My Presentation at the Evernote Trunk Conference: A Look Back

In a previous post, I described in painful detail why, exactly, I was scared of giving my presentation at the Evernote Trunk Conference a couple of weeks ago. This post will resemble what project management professionals would refer to as a “post-mortem”; that is, a look back at how things went and how founded or unfounded my fears turned out to be.

Let me begin by saying that I did practice my talk several times before giving it. Both in front of various people (friends, coworkers) and alone in my hotel room during the evenings leading up to the event. This was easily the most common piece of advice I was given when I asked my seasoned speaker friends. I eschewed a fully scripted presentation in favor of a somewhat lengthy list of small prompts that I would review while speaking in order to keep myself on track, but giving me enough room to “be myself” while speaking.

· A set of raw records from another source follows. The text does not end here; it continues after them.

//! Cache Error Types
//!
//! This module defines the error types for cache operations. The cache has
//! almost no runtime error taxonomy: missing data is reported through the
//! `partial` flag of a denormalization, never as an error. What remains here
//! are malformed inputs that indicate a defect in the caller (selection IR
//! that references unknown fragments, response data that is not an object).

use thiserror::Error;

/// Cache operation errors
///
/// Returned before any storage mutation happens, so a failed write never
/// leaves a partially-applied patch behind.
#[derive(Error, Debug)]
pub enum CacheError {
    /// A fragment spread names a fragment absent from the operation's fragment table
    #[error("Unknown fragment referenced by spread: {name}")]
    MissingFragment { name: String },

    /// A fragment spreads itself, directly or through other fragments
    #[error("Fragment spreads itself: {name}")]
    FragmentCycle { name: String },

    /// Response data is not shaped like an operation result
    #[error("Invalid response data: {0}")]
    InvalidResponse(String),

    /// Serialization/deserialization error
    #[error("Serialization error: {0}")]
    Serialization(#[from] serde_json::Error),
}

impl CacheError {
    /// Create a missing fragment error
    pub fn missing_fragment(name: impl Into<String>) -> Self {
        Self::MissingFragment { name: name.into() }
    }

    /// Create a fragment cycle error
    pub fn fragment_cycle(name: impl Into<String>) -> Self {
        Self::FragmentCycle { name: name.into() }
    }

    /// Create an invalid response error
    pub fn invalid_response(msg: impl Into<String>) -> Self {
        Self::InvalidResponse(msg.into())
    }

    /// Whether this error signals malformed selection IR (a codegen defect)
    pub fn is_precondition_violation(&self) -> bool {
        matches!(
            self,
            Self::MissingFragment { .. } | Self::FragmentCycle { .. }
        )
    }
}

I won’t lie — as I was practicing, I felt pretty damn good about how this was going to go. I spoke slowly (which, as I said, is a bit of a challenge for me) and, near as I could tell, I sounded confident and communicated my ideas clearly. Things went a little differently when I stepped onto the stage.

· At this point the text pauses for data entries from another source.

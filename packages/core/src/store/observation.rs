//! Observations
//!
//! An [`Observation`] is the push side of [`Store::observe`](super::Store::observe).
//! It is registered with the store, which does all of the work at write time:
//!
//! - The first emission is computed when the observation is created
//! - Each write that intersects the tracked set triggers one re-read
//! - The tracked set is replaced by the new read's dependencies
//! - A result structurally equal to the previous emission is not re-emitted
//!
//! Emissions are queued on an unbounded channel in write order; this type
//! only drains that queue.

use super::registry::ObserverId;
use super::Store;
use crate::error::CacheError;
use crate::models::{DependencySet, Operation, Variables};
use futures::Stream;
use serde::Serialize;
use serde_json::Value;
use tokio::sync::mpsc;

/// One emission of an observation
#[derive(Debug, Clone, PartialEq, Serialize)]
pub struct ObservedData {
    /// Best-effort query-shaped result
    pub data: Value,

    /// True when some selected field is not in the cache yet
    pub partial: bool,
}

/// A live query against a [`Store`]
///
/// Dropping the observation unsubscribes it.
pub struct Observation {
    store: Store,
    id: ObserverId,
    operation_name: String,

    /// `None` once unsubscribed
    emissions: Option<mpsc::UnboundedReceiver<ObservedData>>,

    latest: Option<ObservedData>,
}

impl Observation {
    pub(super) fn start(
        store: Store,
        operation: Operation,
        variables: Variables,
    ) -> Result<Self, CacheError> {
        let operation_name = operation.display_name().to_string();
        let (id, emissions) = store.register_observer(operation, variables)?;

        tracing::debug!(observer = id, operation = %operation_name, "Observation started");

        Ok(Self {
            store,
            id,
            operation_name,
            emissions: Some(emissions),
            latest: None,
        })
    }

    /// Storage keys the most recent read depended on
    ///
    /// Empty once unsubscribed.
    pub fn tracked(&self) -> DependencySet {
        self.store.observer_tracked(self.id).unwrap_or_default()
    }

    /// Most recent emission handed out by [`try_next`](Self::try_next) or [`next`](Self::next)
    pub fn latest(&self) -> Option<&ObservedData> {
        self.latest.as_ref()
    }

    pub fn is_active(&self) -> bool {
        self.emissions.is_some()
    }

    /// Next queued emission, without waiting
    pub fn try_next(&mut self) -> Option<ObservedData> {
        let emission = self.emissions.as_mut()?.try_recv().ok()?;
        self.latest = Some(emission.clone());
        Some(emission)
    }

    /// Wait for the next emission
    ///
    /// Returns `None` once the observation is unsubscribed.
    pub async fn next(&mut self) -> Option<ObservedData> {
        let emission = self.emissions.as_mut()?.recv().await?;
        self.latest = Some(emission.clone());
        Some(emission)
    }

    /// Adapt into a `Stream` of emissions
    pub fn into_stream(self) -> impl Stream<Item = ObservedData> {
        futures::stream::unfold(self, |mut observation| async move {
            let emission = observation.next().await?;
            Some((emission, observation))
        })
    }

    /// Stop observing and remove the registration from the store
    ///
    /// Queued emissions are discarded. Safe to call more than once.
    pub fn unsubscribe(&mut self) {
        if self.emissions.take().is_some() {
            self.store.unregister_observer(self.id);
            tracing::debug!(
                observer = self.id,
                operation = %self.operation_name,
                "Observation unsubscribed"
            );
        }
    }
}

impl Drop for Observation {
    fn drop(&mut self) {
        self.unsubscribe();
    }
}

#[cfg(test)]
#[path = "observation_test.rs"]
mod observation_test;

[Sidebar] Lots of very nice people complimented me on my presentation afterward and, of course, I’m going to be my own worst critic here. As the amount of time since the event has grown longer, my memory of my performance has become less pleasant. Anyway, the point is that I fully understand that what I’m writing and what you’re about to read will seem a rather harsh criticism.

For the ten or so minutes before it was time for me to speak, I stood nervously at a nearby table reviewing my notes distractedly, watching the throngs of people milling around and such. The bar was unfortunately set to open at the same time as my presentation was going to begin, so I wouldn’t be able to procure a glass of “liquid courage” like I’d hoped (and, yes, I asked the kid behind the bar to make an exception, which he didn’t). The few minutes before I went onstage was agonizing; I felt good about what I was going to do, but I wanted to get it over with and have a freaking burrito because, frankly, I like burritos more than I like speaking in public.

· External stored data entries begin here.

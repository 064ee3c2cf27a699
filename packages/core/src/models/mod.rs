//! Data Models
//!
//! - [`selection`] - Selection IR consumed from the code generation layer
//! - [`storage`] - Flat normalized storage (records, links, keys)

pub mod selection;
pub mod storage;

pub use selection::{
    Argument, ArgumentValue, FieldSelection, FragmentSpread, FragmentTable, InlineFragment,
    Operation, OperationKind, Selection, TypeCondition, TypeConditionKind, Variables,
};
pub use storage::{
    DependencySet, EntityKey, EntityLink, FieldValue, Record, Storage, StorageKey,
    ENTITY_LINK_MARKER, ROOT_KEY,
};
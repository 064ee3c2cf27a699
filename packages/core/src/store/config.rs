//! Configuration for the normalized store

use serde::{Deserialize, Serialize};

/// Default broadcast capacity for store events
pub const DEFAULT_EVENT_CAPACITY: usize = 128;

/// Store settings
///
/// All fields use `#[serde(default)]` so partial config objects deserialize
/// without error.
#[derive(Debug, Clone, PartialEq, Eq, Serialize, Deserialize)]
#[serde(default, rename_all = "camelCase")]
pub struct StoreConfig {
    /// Events buffered per raw event subscriber (see `Store::subscribe_to_events`)
    ///
    /// Observations do not read this channel; their emissions are queued
    /// without a bound.
    pub event_capacity: usize,

    /// Suppress consecutive observer emissions that are structurally equal
    ///
    /// Every query write touches the root record and every observation
    /// depends on it, so any query write re-reads every observer. With
    /// deduplication off, a query write that only changes unrelated root
    /// fields therefore still emits (an unchanged value) to each observer.
    pub dedupe_emissions: bool,
}

impl Default for StoreConfig {
    fn default() -> Self {
        Self {
            event_capacity: DEFAULT_EVENT_CAPACITY,
            dedupe_emissions: true,
        }
    }
}

impl StoreConfig {
    pub fn with_event_capacity(mut self, event_capacity: usize) -> Self {
        self.event_capacity = event_capacity;
        self
    }

    pub fn with_dedupe_emissions(mut self, dedupe_emissions: bool) -> Self {
        self.dedupe_emissions = dedupe_emissions;
        self
    }

    /// Channel capacity actually used; a broadcast channel needs room for at least one event
    pub fn channel_capacity(&self) -> usize {
        self.event_capacity.max(1)
    }
}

My name was called and I walked up to the podium carrying my iPad (which displayed an Evernote note containing the prompts I mentioned before). I shit you not — the second I looked up and stared into the bright lights and saw the room full of people looking at me, I froze. It felt like a full minute of me just standing there, unable to find my voice. All of my confidence had slid out through my ears during first nanosecond I was up there.

I stuttered, trying desperately to find a way to just start talking.

After a few seconds, a very nice man named Michael Hyatt (who was to present immediately after me) called out from the audience,

“You’re among friends, Brett.”

I don’t think he fully realizes how much that helped.

So, I started talking. I had previously planned on telling some kind of self-deprecating joke that would both lighten my mood and subtly inform the audience that this wasn’t exactly my forte. I summarily skipped over that and started talking.

I won’t belabor each and every little tiny disaster that I remember, but suffice it to say that there was lots of me forgetting to advance my slides, issuing nervous apologies and more than a little disjointedness to the whole thing.

Truth is, it wasn’t nearly the disaster I’m making it out to be. Hell, from what I understand, the talk was videotaped and will appear on the Internet at some point, so you can judge for yourself when that happens.

My biggest takeaway’s from the whole experience:

  1. I was absolutely right to be afraid; many of the specific things I was afraid would happen, did.
  2. I did it. It wasn’t sexy and it took me a good long time to relax when it was over, but I did it.

As I said in that earlier post, I’m not so naïve as to think that I could prance on up to the microphone and completely nail it on the first try. But, I really do want to get better at this stuff, so I’m going to keep accepting invitations to do it (infrequent as they may be).

Thanks for reading. And to everybody who said such kind and encouraging things to me when it was over, you’re the reason I’m going to do it again.